Też mam tak, że dziwne rzeczy pamiętam, a tego, co potrzebne do szkoły, za Chiny nie umiem sobie wbić do głowy…
Problemy sercowe, nienawidzę ich,  a co dopiero czytać o nich. Zupełnie nie wiem, jak to skomentować. Gdybym umiała sama sobie poradzić, pewnie napisałabym coś w stylu „rozwiązanie jakoś przyjdzie, nie martw się, będzie dobrze”, ale to jest tak tandetne i przereklamowane, że wszyscy umarliby od nadmiaru sztuczności. Niemniej jednak dobrze, że poruszasz również takie tematy – może ktoś, kto ma podobne problemy o tym przeczyta i (jeżeli oczywiście sama dojdziesz do jakiegoś wniosku i o tym napiszesz) pójdzie za Twoim przykładem.

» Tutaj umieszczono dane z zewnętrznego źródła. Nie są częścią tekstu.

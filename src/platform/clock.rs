use std::sync::Arc;

use chrono::{DateTime, Duration, Utc};
use parking_lot::RwLock;

/// Source of wall-clock time for breaker cooldowns and quota windows.
pub trait Clock: Send + Sync {
    fn now(&self) -> DateTime<Utc>;
}

#[derive(Debug, Clone, Copy, Default)]
pub struct SystemClock;

impl Clock for SystemClock {
    fn now(&self) -> DateTime<Utc> {
        Utc::now()
    }
}

/// Clock that only moves when told to. Clones share the same instant.
#[derive(Debug, Clone)]
pub struct ManualClock {
    now: Arc<RwLock<DateTime<Utc>>>,
}

impl ManualClock {
    pub fn new(start: DateTime<Utc>) -> Self {
        Self {
            now: Arc::new(RwLock::new(start)),
        }
    }

    pub fn advance(&self, by: Duration) {
        let mut now = self.now.write();
        *now += by;
    }

    pub fn advance_secs(&self, secs: i64) {
        self.advance(Duration::seconds(secs));
    }

    pub fn set(&self, to: DateTime<Utc>) {
        *self.now.write() = to;
    }
}

impl Default for ManualClock {
    fn default() -> Self {
        Self::new(Utc::now())
    }
}

impl Clock for ManualClock {
    fn now(&self) -> DateTime<Utc> {
        *self.now.read()
    }
}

Za dużo mi tu achachujesz. Co chwilę jest jakieś „ach”, „och”. W jednej notce (może ¼ strony w Wordzie jedenastką) naliczyłam aż trzy – numer 49.
Wreszcie jakiś wesoły akcent! Zaczęło Ci się układać w życiu, to i na blogu tak weselej i widać tę energię. Piszesz z uczuciami, tak naprawdę widać Ciebie. Ja wiem, Ameryki nie odkryłam, ale nie wszędzie jest aż tak emocjonalnie wszystko opisane. Jesteś smutna to piszesz smutno, a nie jakbyś zasady otrzymywania soli przepisywała.

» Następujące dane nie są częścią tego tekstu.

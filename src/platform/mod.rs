pub mod clock;
pub mod paths;
pub mod secure_storage;

pub use clock::{Clock, ManualClock, SystemClock};
pub use paths::AppPaths;
pub use secure_storage::{CredentialResolver, KeyringStorage, MemoryStorage, SecureStorage};
//! Long-running backend operations.
//!
//! Adapters only submit jobs and report status; the caller drives polling so
//! the wait is bounded by attempt count, a time budget and a cancellation token.

use std::future::Future;
use std::time::Duration;

use chrono::{DateTime, Utc};
use serde::{Deserialize, Serialize};
use tokio_retry::strategy::FixedInterval;
use tokio_util::sync::CancellationToken;
use tracing::{debug, warn};

use crate::error::{Error, Result};

/// Reference to a job accepted by a backend.
#[derive(Debug, Clone, Serialize, Deserialize, PartialEq, Eq)]
pub struct OperationHandle {
    pub provider: String,
    pub model: String,
    pub id: String,
    pub submitted_at: DateTime<Utc>,
}

impl OperationHandle {
    pub fn new(provider: impl Into<String>, model: impl Into<String>, id: impl Into<String>) -> Self {
        Self {
            provider: provider.into(),
            model: model.into(),
            id: id.into(),
            submitted_at: Utc::now(),
        }
    }
}

#[derive(Debug)]
pub enum OperationStatus<T> {
    Ready(T),
    Pending,
    Failed(Error),
}

#[derive(Debug, Clone, Copy, PartialEq, Eq, Serialize, Deserialize)]
pub struct PollPolicy {
    pub interval: Duration,
    pub max_attempts: u32,
}

impl Default for PollPolicy {
    fn default() -> Self {
        Self {
            interval: Duration::from_secs(10),
            max_attempts: 60,
        }
    }
}

/// Poll until the operation resolves, the attempts run out, the budget
/// elapses or `cancel` fires. Sleeps one interval before each poll.
pub async fn drive<T, F, Fut>(
    name: &str,
    policy: PollPolicy,
    budget: Duration,
    cancel: &CancellationToken,
    mut poll: F,
) -> Result<T>
where
    F: FnMut(u32) -> Fut,
    Fut: Future<Output = Result<OperationStatus<T>>>,
{
    let attempts = async {
        let schedule = FixedInterval::new(policy.interval).take(policy.max_attempts as usize);
        for (index, delay) in schedule.enumerate() {
            let attempt = index as u32 + 1;

            tokio::select! {
                _ = cancel.cancelled() => {
                    debug!("Operation {} cancelled before attempt {}", name, attempt);
                    return Err(Error::Cancelled { operation: name.to_string() });
                }
                _ = tokio::time::sleep(delay) => {}
            }

            match poll(attempt).await? {
                OperationStatus::Ready(value) => {
                    debug!("Operation {} ready after {} attempts", name, attempt);
                    return Ok(value);
                }
                OperationStatus::Failed(error) => {
                    warn!("Operation {} failed on attempt {}: {}", name, attempt, error);
                    return Err(error);
                }
                OperationStatus::Pending => {
                    debug!("Operation {} pending ({}/{})", name, attempt, policy.max_attempts);
                }
            }
        }

        Err(Error::timeout(
            format!("{} after {} polls", name, policy.max_attempts),
            policy.interval * policy.max_attempts,
        ))
    };

    match tokio::time::timeout(budget, attempts).await {
        Ok(result) => result,
        Err(_) => Err(Error::timeout(name, budget)),
    }
}
//! Cross-section and click highlight toggles

use egui::Ui;
use shared::{ClipAxis, CLIP_OFFSET_MAX, CLIP_OFFSET_MIN, CLIP_OFFSET_STEP};

use crate::app::Session;
use crate::i18n::t;

pub fn show(ui: &mut Ui, session: &mut Session) {
    ui.heading(t("section.title"));
    ui.add_space(4.0);

    let viewer = &mut session.viewer;
    let controls = viewer.controls();

    let mut highlight = controls.highlight_enabled;
    if ui.checkbox(&mut highlight, t("section.highlight")).changed() {
        viewer.set_highlight_enabled(highlight);
    }

    let mut clip = controls.clip_enabled;
    if ui.checkbox(&mut clip, t("section.enable")).changed() {
        viewer.set_clip_enabled(clip);
    }

    // Axis and position only make sense while clipping is on
    if !controls.clip_enabled {
        return;
    }

    ui.horizontal(|ui| {
        ui.label(t("section.axis"));
        for axis in ClipAxis::all() {
            if ui
                .selectable_label(controls.clip_axis == *axis, axis.label())
                .clicked()
            {
                viewer.set_clip_axis(*axis);
            }
        }
    });

    ui.horizontal(|ui| {
        ui.label(t("section.position"));
        let mut offset = controls.clip_offset;
        let slider = egui::Slider::new(&mut offset, CLIP_OFFSET_MIN..=CLIP_OFFSET_MAX)
            .step_by(CLIP_OFFSET_STEP as f64)
            .fixed_decimals(1);
        if ui.add(slider).changed() {
            viewer.set_clip_offset(offset);
        }
    });
}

Widzę nowa metoda na rzucanie palenia… podsunę ją mojej babci, może wreszcie przestanie. Mam wrażenie, że piszesz tak, żeby napisać, ale nie żebyśmy się czegoś dowiedzieli. Sypiesz takimi ogólnikami i często pomijasz rzeczy, o których wspominałaś w poprzednich notkach.

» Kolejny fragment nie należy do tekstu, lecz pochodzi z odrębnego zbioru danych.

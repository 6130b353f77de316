//! Keyboard shortcut handling

use eframe::egui;

use super::Session;

#[derive(Default)]
struct Shortcuts {
    open: bool,
    clear: bool,
    wireframe: bool,
    clipping: bool,
    highlight: bool,
    reset_camera: bool,
}

/// Handle keyboard shortcuts for the application
pub fn handle_keyboard(ctx: &egui::Context, session: &mut Session) {
    // Don't handle shortcuts when a text field is focused
    if ctx.memory(|m| m.focused().is_some()) {
        return;
    }

    let keys = ctx.input(|i| Shortcuts {
        // Ctrl+O: open model
        open: i.modifiers.command && i.key_pressed(egui::Key::O),
        // Delete: clear model
        clear: i.key_pressed(egui::Key::Delete),
        wireframe: !i.modifiers.command && i.key_pressed(egui::Key::W),
        clipping: !i.modifiers.command && i.key_pressed(egui::Key::C),
        highlight: !i.modifiers.command && i.key_pressed(egui::Key::H),
        reset_camera: !i.modifiers.command && i.key_pressed(egui::Key::R),
    });

    // The file dialog blocks, so it must run outside the input closure
    if keys.open {
        session.open_dialog();
    }

    let viewer = &mut session.viewer;
    let controls = viewer.controls();
    if keys.clear && viewer.has_model() {
        viewer.clear_model();
    }
    if keys.wireframe && viewer.has_model() {
        viewer.set_wireframe(!controls.wireframe);
    }
    if keys.clipping {
        viewer.set_clip_enabled(!controls.clip_enabled);
    }
    if keys.highlight {
        viewer.set_highlight_enabled(!controls.highlight_enabled);
    }
    if keys.reset_camera {
        viewer.reset_camera();
    }
}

Czasami się zastanawiam, czy aby na pewno ja powinnam Cię oceniać. Może ktoś starszy lepiej by to zrobił…
Nawet o narkotykach mamy takie samo zdanie. To jest nie fair, chciałabym z Tobą o czymś podyskutować, a tu nic.
A jednak znalazłaś motywację. I zaczęłaś robić coś konkretniejszego w tym kierunku. Brawo! Kiedyś marudziłam, że nie opisujesz wszystkiego tak rzetelnie, ale teraz widzę, że jesteś bardziej otwarta. Podejrzewam, że dalej mało o Tobie wiem, jednak jesteś odważniejsza w swoich notkach.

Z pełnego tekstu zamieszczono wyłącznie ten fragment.